= Jacomijne Costers =

Jacomijne Costers (c. 1462 – 1503) was a nun and author whose vision of the afterlife, shown during a near-death experience, was written down in Visioen en exempel ("Vision and Exemplum").

==Biography==
Costers lived in the Facons Monastery in Antwerp. Facons, originally called Valkenbroek, was a convent belonging to the Augustinian Congregation of Windesheim, and at the end of the 15th century there were concerns about the apparent lax discipline in the convent. In 1489 the plague struck the convent, and Jacomijne Costers was one of its victims. She survived, but was shown a vision in which devils took her to face Christ. These devils asserted a right to her sinful soul, and initially Christ seemed to agree with them; the intervention of Mary (besides her patron saint John the Evangelist and Augustine, patron saint of her order) saved her. She was sent through hell and purgatory, and given the assignment to recount her vision to help restore spiritual order to her house. She authored devotional texts afterwards, including some in rhyme.

Costers lived a more withdrawn life after her illness, which had left a lasting wound on her chest above her heart. She died on 28 April 1503, most likely of the plague, which struck her convent again that year.

==Works==
Costers' work places her, like many of her fellow Augustinians, in the devotio moderna ("modern devotion") movement, and she urges a "reformation of the spiritual life in her convent" and a stricter observance of the Augustinian rule. Her Visioen en exempel was written in the style of the Visio Tnugdali, a 12th-century religious text of otherworldly visions.

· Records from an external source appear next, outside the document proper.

impl CameraController {
    pub fn new(settings: CameraSettings) -> Self {
        Self {
            position: settings.start_position,
            yaw: 0.0,
            pitch: 0.0,
            rotation: Quat::IDENTITY,
            mode: CameraMode::Free,
            saved_position: None,
            saved_orientation: (0.0, 0.0),
            focus: None,
            tween: None,
            settings,
        }
    }

    pub fn mode(&self) -> CameraMode {
        self.mode
    }

    pub fn position(&self) -> Vec3 {
        self.position
    }

    pub fn rotation(&self) -> Quat {
        self.rotation
    }

    pub fn pose(&self) -> CameraPose {
        CameraPose {
            position: self.position,
            rotation: self.rotation,
        }
    }

    pub fn focus(&self) -> Option<&FocusTarget> {
        self.focus.as_ref()
    }

    pub fn focused_object(&self) -> Option<ObjectId> {
        self.focus.map(|f| f.object)
    }

    pub fn saved_position(&self) -> Option<Vec3> {
        self.saved_position
    }

    /// Start flying towards an object. Only accepted while free.
    pub fn begin_focus(&mut self, object: ObjectId, object_position: Vec3, now: f32) -> Transition {
        if self.mode != CameraMode::Free || !object_position.is_finite() {
            return Transition::Rejected;
        }

        let standoff_position = object_position + Vec3::Z * self.settings.standoff;
        self.saved_position = Some(self.position);
        self.saved_orientation = (self.yaw, self.pitch);
        self.focus = Some(FocusTarget {
            object,
            look_at: object_position,
            standoff_position,
        });
        self.tween = Some(Tween {
            from: self.position,
            to: standoff_position,
            from_rotation: self.rotation,
            to_rotation: self.rotation,
            started_at: now,
            duration: self.settings.enter_secs,
        });
        self.mode = CameraMode::EnteringFocus;

        debug!("Camera entering focus on {:?}", object);
        Transition::Started(CameraMode::EnteringFocus)
    }

    /// Keep following the same item after the registry was rebuilt: the
    /// object may have a new id and a new position. The standoff moves with
    /// it; a parked camera snaps there, an entering one re-aims its flight.
    pub fn retarget(&mut self, object: ObjectId, object_position: Vec3) {
        let Some(focus) = self.focus.as_mut() else {
            return;
        };
        focus.object = object;
        if !object_position.is_finite() {
            return;
        }

        let standoff_position = object_position + Vec3::Z * self.settings.standoff;
        focus.look_at = object_position;
        focus.standoff_position = standoff_position;

        match self.mode {
            CameraMode::EnteringFocus => {
                if let Some(tween) = self.tween.as_mut() {
                    tween.to = standoff_position;
                }
            }
            CameraMode::Focused => {
                self.position = standoff_position;
                self.aim_at_focus();
            }
            CameraMode::Free | CameraMode::ExitingFocus => {}
        }
        debug!("Camera retargeted to {:?}", object);
    }

    /// Start flying back to where the focus began. Only accepted while focused.
    pub fn request_exit(&mut self, now: f32) -> Transition {
        if self.mode != CameraMode::Focused {
            return Transition::Rejected;
        }

        let (yaw, pitch) = self.saved_orientation;
        self.tween = Some(Tween {
            from: self.position,
            to: self.saved_position.unwrap_or(self.position),
            from_rotation: self.rotation,
            to_rotation: orientation(yaw, pitch),
            started_at: now,
            duration: self.settings.exit_secs,
        });
        self.mode = CameraMode::ExitingFocus;

        debug!("Camera exiting focus");
        Transition::Started(CameraMode::ExitingFocus)
    }

    /// Advance a running transition. `look_at` is the focused object's
    /// current position, so the camera keeps aiming at it while it floats.
    pub fn tick(&mut self, now: f32, look_at: Option<Vec3>) -> Option<Transition> {
        if let (Some(focus), Some(target)) = (self.focus.as_mut(), look_at) {
            if target.is_finite() {
                focus.look_at = target;
            }
        }

        match self.mode {
            CameraMode::Free => None,
            CameraMode::Focused => {
                self.aim_at_focus();
                None
            }
            CameraMode::EnteringFocus => {
                let tween = self.tween?;
                let p = tween.progress(now);
                self.position = tween.from.lerp(tween.to, ease_out_cubic(p));
                self.aim_at_focus();

                if p >= 1.0 {
                    self.position = tween.to;
                    self.tween = None;
                    self.mode = CameraMode::Focused;
                    return Some(Transition::Completed(CameraMode::Focused));
                }
                None
            }
            CameraMode::ExitingFocus => {
                let tween = self.tween?;
                let p = tween.progress(now);
                let e = ease_out_cubic(p);
                self.position = tween.from.lerp(tween.to, e);
                self.rotation = tween.from_rotation.slerp(tween.to_rotation, e);

                if p >= 1.0 {
                    (self.yaw, self.pitch) = self.saved_orientation;
                    self.position = tween.to;
                    self.rotation = orientation(self.yaw, self.pitch);
                    self.tween = None;
                    self.focus = None;
                    self.mode = CameraMode::Free;
                    return Some(Transition::Completed(CameraMode::Free));
                }
                None
            }
        }
    }

    fn aim_at_focus(&mut self) {
        let Some(focus) = self.focus else {
            return;
        };
        if let Some((yaw, pitch)) = aim(self.position, focus.look_at) {
            self.rotation = orientation(yaw, pitch);
        }
    }

    /// Free-flight translation from the held movement keys.
    pub fn fly(&mut self, keys: &MotionKeys, dt: f32) {
        if self.mode != CameraMode::Free {
            return;
        }

        let mut input = Vec3::ZERO;
        if keys.forward {
            input.z -= 1.0;
        }
        if keys.back {
            input.z += 1.0;
        }
        if keys.right {
            input.x += 1.0;
        }
        if keys.left {
            input.x -= 1.0;
        }
        if keys.up {
            input.y += 1.0;
        }
        if keys.down {
            input.y -= 1.0;
        }
        if input == Vec3::ZERO {
            return;
        }

        let back = self.rotation * Vec3::Z;
        let right = self.rotation * Vec3::X;
        let world_delta = right * input.x + Vec3::Y * input.y + back * input.z;

        let mut speed = self.settings.fly_speed;
        if keys.boost {
            speed *= self.settings.boost;
        }
        if let Some(dir) = world_delta.try_normalize() {
            self.position += dir * speed * dt;
        }
    }

    /// Free-flight mouse look from a pointer delta in pixels.
    pub fn look(&mut self, delta: Vec2) {
        if self.mode != CameraMode::Free || !delta.is_finite() {
            return;
        }

        let limit = self.settings.pitch_limit_degrees.to_radians();
        self.yaw -= delta.x * self.settings.look_sensitivity;
        self.pitch = (self.pitch - delta.y * self.settings.look_sensitivity).clamp(-limit, limit);
        self.rotation = orientation(self.yaw, self.pitch);
    }
}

Her patron saint was John the Evangelist, and her Previlesien van Sint Joannes Evangelist systematizes a set of devotions to him. Order and system were important to her, and she set up the devotions in a numerical structure similar to the Rosetum by Jan Mombaer, an Augustinian friar (1460–1501). She draws on the Gospel of John, his Epistles and Revelation, and possibly the Golden Legend; Wybren Scheepsma sees her Previlesien as evidence of the importance of the Golden Legend in the Windesheim congregation. She was said to have had an encounter with Christ who explained the "purpose of suffering", and in a letter described a revelation in which Saint Anne appeared to her.